La debilidad persistente en los títulos de deuda soberana impide que el índice de riesgo país retome la tendencia bajista hacia niveles mínimos recientes.
El indicador de riesgo país, elaborado por JP Morgan, se mantiene estancado por encima de los 1.050 puntos básicos, frustrando la posibilidad de perforar nuevamente el piso simbólico de las cuatro cifras. Este freno se debe directamente a la presión vendedora que afecta a los principales títulos de deuda pública argentina que cotizan en los mercados internacionales.
Los bonos globales emitidos bajo legislación extranjera, especialmente los de vencimiento corto y medio (GD30, AL35), registraron nuevas caídas de precio, con pérdidas que oscilaron entre el 0,8% y el 1,5% en la jornada financiera. Este comportamiento eleva automáticamente el rendimiento exigido por los inversores y refleja una toma de ganancias cautelosa tras el rally de las últimas semanas.
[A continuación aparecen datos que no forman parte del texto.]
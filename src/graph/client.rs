//! reqwest-backed Graph API client

use axum::async_trait;
use std::time::Duration;

use super::{GraphApi, GraphError};
use crate::config::GraphConfig;
use crate::error::AppError;
use crate::metrics::{GRAPH_REQUEST_DURATION_SECONDS, GRAPH_REQUESTS_TOTAL};

/// Graph API client
///
/// Holds a pooled `reqwest::Client` and the versioned API root.
pub struct GraphClient {
    http: reqwest::Client,
    api_root: String,
}

impl GraphClient {
    /// Build a client from configuration
    ///
    /// # Errors
    /// Returns error if the TLS backend cannot be initialized
    pub fn new(config: &GraphConfig) -> Result<Self, AppError> {
        let http = reqwest::Client::builder()
            .user_agent(config.user_agent.clone())
            .timeout(Duration::from_secs(config.timeout_seconds))
            .build()
            .map_err(|e| AppError::Internal(e.into()))?;

        Ok(Self {
            http,
            api_root: config.api_root(),
        })
    }

    fn url(&self, path: &str) -> String {
        format!("{}/{}", self.api_root, path.trim_start_matches('/'))
    }

    async fn send(
        &self,
        method: &'static str,
        path: &str,
        request: reqwest::RequestBuilder,
    ) -> Result<serde_json::Value, GraphError> {
        let timer = GRAPH_REQUEST_DURATION_SECONDS
            .with_label_values(&[method])
            .start_timer();
        let result = request.send().await;
        let elapsed = timer.stop_and_record();

        let response = match result {
            Ok(response) => response,
            Err(error) => {
                GRAPH_REQUESTS_TOTAL
                    .with_label_values(&[method, "transport_error"])
                    .inc();
                let error = error.without_url();
                tracing::debug!(method, path, %error, "Graph API request failed");
                return Err(GraphError::Transport(error));
            }
        };

        let status = response.status();
        GRAPH_REQUESTS_TOTAL
            .with_label_values(&[method, status.as_str()])
            .inc();
        tracing::debug!(
            method,
            path,
            status = status.as_u16(),
            elapsed_ms = (elapsed * 1000.0) as u64,
            "Graph API request"
        );

        // The URL carries tokens and the client secret in its query string
        let body = response
            .bytes()
            .await
            .map_err(|error| GraphError::Transport(error.without_url()))?;

        if !status.is_success() {
            let payload = serde_json::from_slice(&body).unwrap_or_else(|_| {
                serde_json::Value::String(String::from_utf8_lossy(&body).into_owned())
            });
            return Err(GraphError::Status {
                status: status.as_u16(),
                payload,
            });
        }

        Ok(serde_json::from_slice(&body)?)
    }
}

#[async_trait]
impl GraphApi for GraphClient {
    async fn get(
        &self,
        path: &str,
        params: &[(&str, &str)],
    ) -> Result<serde_json::Value, GraphError> {
        let request = self.http.get(self.url(path)).query(params);
        self.send("GET", path, request).await
    }

    async fn post(
        &self,
        path: &str,
        params: &[(&str, &str)],
    ) -> Result<serde_json::Value, GraphError> {
        let request = self.http.post(self.url(path)).query(params);
        self.send("POST", path, request).await
    }
}

#[cfg(test)]
mod tests {
    use super::*;

    #[test]
    fn url_joins_root_and_path() {
        let client = GraphClient::new(&crate::config::test_config().graph).unwrap();
        assert_eq!(
            client.url("/me/accounts"),
            "https://graph.facebook.com/v19.0/me/accounts"
        );
        assert_eq!(
            client.url("123/comments"),
            "https://graph.facebook.com/v19.0/123/comments"
        );
    }

    #[tokio::test]
    async fn transport_error_does_not_expose_query() {
        let mut config = crate::config::test_config().graph;
        config.base_url = "http://127.0.0.1:1".to_string();
        let client = GraphClient::new(&config).unwrap();

        let err = client
            .get(
                "oauth/access_token",
                &[("client_secret", "SUPER-SECRET"), ("code", "auth-code-123")],
            )
            .await
            .unwrap_err();

        assert!(matches!(err, GraphError::Transport(_)));
        let rendered = format!("{err} {err:?}");
        assert!(!rendered.contains("SUPER-SECRET"));
        assert!(!rendered.contains("auth-code-123"));
    }
}
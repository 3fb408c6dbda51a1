//! The turn-action authority: validated actions in, resolved deltas out.
//!
//! [`produce_deltas`] is the single entry point. All validation (turn
//! ownership, move-point budgets, targeting fits, gold, charges, status
//! gates) happens here and only here; the emitted deltas carry fully
//! resolved outcomes (dice already rolled through the deterministic RNG),
//! so replay never validates and never rolls. A rejected action emits
//! nothing and leaves the battle untouched.

mod cast;
mod error;
mod movement;
mod shop;

pub use error::ActionError;

use crate::defs::{Definitions, ItemId, ModifierTemplate};
use crate::delta::Delta;
use crate::state::{
    AbilityId, Battle, Modifier, ModifierHandle, ModifierKind, PlayerId, Position, RuneId, ShopId,
    Source, Unit, UnitId,
};

/// One action a player may take during their turn slot.
#[derive(Clone, Debug, PartialEq, Eq)]
#[cfg_attr(feature = "serde", derive(serde::Serialize, serde::Deserialize))]
pub enum TurnAction {
    Move { unit: UnitId, to: Position },
    EndTurn,
    CastAbility {
        caster: UnitId,
        ability: AbilityId,
        target: Position,
    },
    UseCard {
        hand_index: usize,
        target: Option<Position>,
    },
    UseItem { hero: UnitId, item: ItemId },
    PickUpRune { hero: UnitId, rune: RuneId },
    PurchaseItem {
        hero: UnitId,
        shop: ShopId,
        item: ItemId,
    },
}

/// Validates `action` for `player` against the current state and produces
/// the delta batch that realizes it. The deltas are the action's only
/// effect; the caller appends them and runs catch-up.
pub fn produce_deltas(
    battle: &Battle,
    defs: &dyn Definitions,
    player: PlayerId,
    action: &TurnAction,
) -> Result<Vec<Delta>, ActionError> {
    if !battle.has_started {
        return Err(ActionError::BattleNotStarted);
    }
    if battle.game_over {
        return Err(ActionError::BattleOver);
    }
    if battle.player(player).is_none() {
        return Err(ActionError::UnknownPlayer(player));
    }
    if battle.turning_player != Some(player) {
        return Err(ActionError::NotYourTurn(player));
    }

    match action {
        TurnAction::Move { unit, to } => movement::move_unit(battle, player, *unit, *to),
        TurnAction::EndTurn => Ok(end_turn(battle, player)),
        TurnAction::CastAbility {
            caster,
            ability,
            target,
        } => cast::cast_ability(battle, defs, player, *caster, *ability, *target),
        TurnAction::UseCard { hand_index, target } => {
            cast::use_card(battle, defs, player, *hand_index, *target)
        }
        TurnAction::UseItem { hero, item } => cast::use_item(battle, defs, player, *hero, *item),
        TurnAction::PickUpRune { hero, rune } => {
            movement::pick_up_rune(battle, player, *hero, *rune)
        }
        TurnAction::PurchaseItem { hero, shop, item } => {
            shop::purchase_item(battle, defs, player, *hero, *shop, *item)
        }
    }
}

/// Turn handoff: the ending player's `TurnEnded`, the next player's
/// `TurnStarted`, and a move-point refill for each of their living units.
fn end_turn(battle: &Battle, player: PlayerId) -> Vec<Delta> {
    let mut deltas = vec![Delta::TurnEnded { player }];
    if let Some(next) = next_player(battle, player) {
        deltas.push(Delta::TurnStarted { player: next });
        for unit in &battle.units {
            if !unit.dead && unit.owner() == Some(next) {
                deltas.push(Delta::MovePointsRestored { unit: unit.id });
            }
        }
    }
    deltas
}

/// The player after `current` in join order, wrapping around.
fn next_player(battle: &Battle, current: PlayerId) -> Option<PlayerId> {
    let index = battle.players.iter().position(|p| p.id == current)?;
    let next = (index + 1) % battle.players.len();
    Some(battle.players[next].id)
}

/// Looks up a unit the acting player controls and that can currently act.
fn controlled_unit(
    battle: &Battle,
    player: PlayerId,
    id: UnitId,
) -> Result<&Unit, ActionError> {
    let unit = battle.unit(id).ok_or(ActionError::UnknownUnit(id))?;
    if unit.owner() != Some(player) {
        return Err(ActionError::NotYourUnit(id));
    }
    if !unit.can_act() {
        return Err(ActionError::CannotAct(id));
    }
    Ok(unit)
}

/// Instantiates a modifier template, stamping a fresh handle and the
/// attribution source. `offset` keeps handles unique when one action
/// stamps several modifiers.
fn stamp_modifier(
    battle: &Battle,
    template: &ModifierTemplate,
    source: Source,
    offset: u32,
) -> Modifier {
    let base = battle.next_modifier_handle();
    Modifier {
        id: template.id,
        handle: ModifierHandle(base.0 + offset),
        source,
        kind: match template.duration {
            None => ModifierKind::Permanent,
            Some(turns) => ModifierKind::Expiring {
                turns_remaining: turns,
            },
        },
        changes: template.changes.clone(),
    }
}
Operadores bursátiles atribuyen la reciente volatilidad a la cautela generada por las demoras en la aprobación de reformas estructurales en el Congreso, sumado a la incertidumbre sobre la acumulación de reservas internacionales netas. Aunque la macroeconomía exhibe mejoras en materia de inflación y superávit fiscal, el mercado exige señales más concretas de sostenibilidad a largo plazo.
La perforación del umbral de los 1.000 puntos básicos es considerada crucial para mejorar la percepción crediticia de Argentina y facilitar el futuro acceso a fuentes de financiamiento. Mientras el riesgo país se mantenga en estos niveles, las oportunidades de reestructuración de deuda provincial y corporativa se enfrentan a un entorno de tasas más elevadas.
La cotización del índice continuará dependiendo de la dinámica de los precios de los títulos soberanos, que reaccionan a cada nuevo dato fiscal y a los avances legislativos en la agenda del gobierno. Solo una estabilidad sostenida en la deuda podría habilitar un nuevo intento de caída por debajo de la barrera psicológica clave.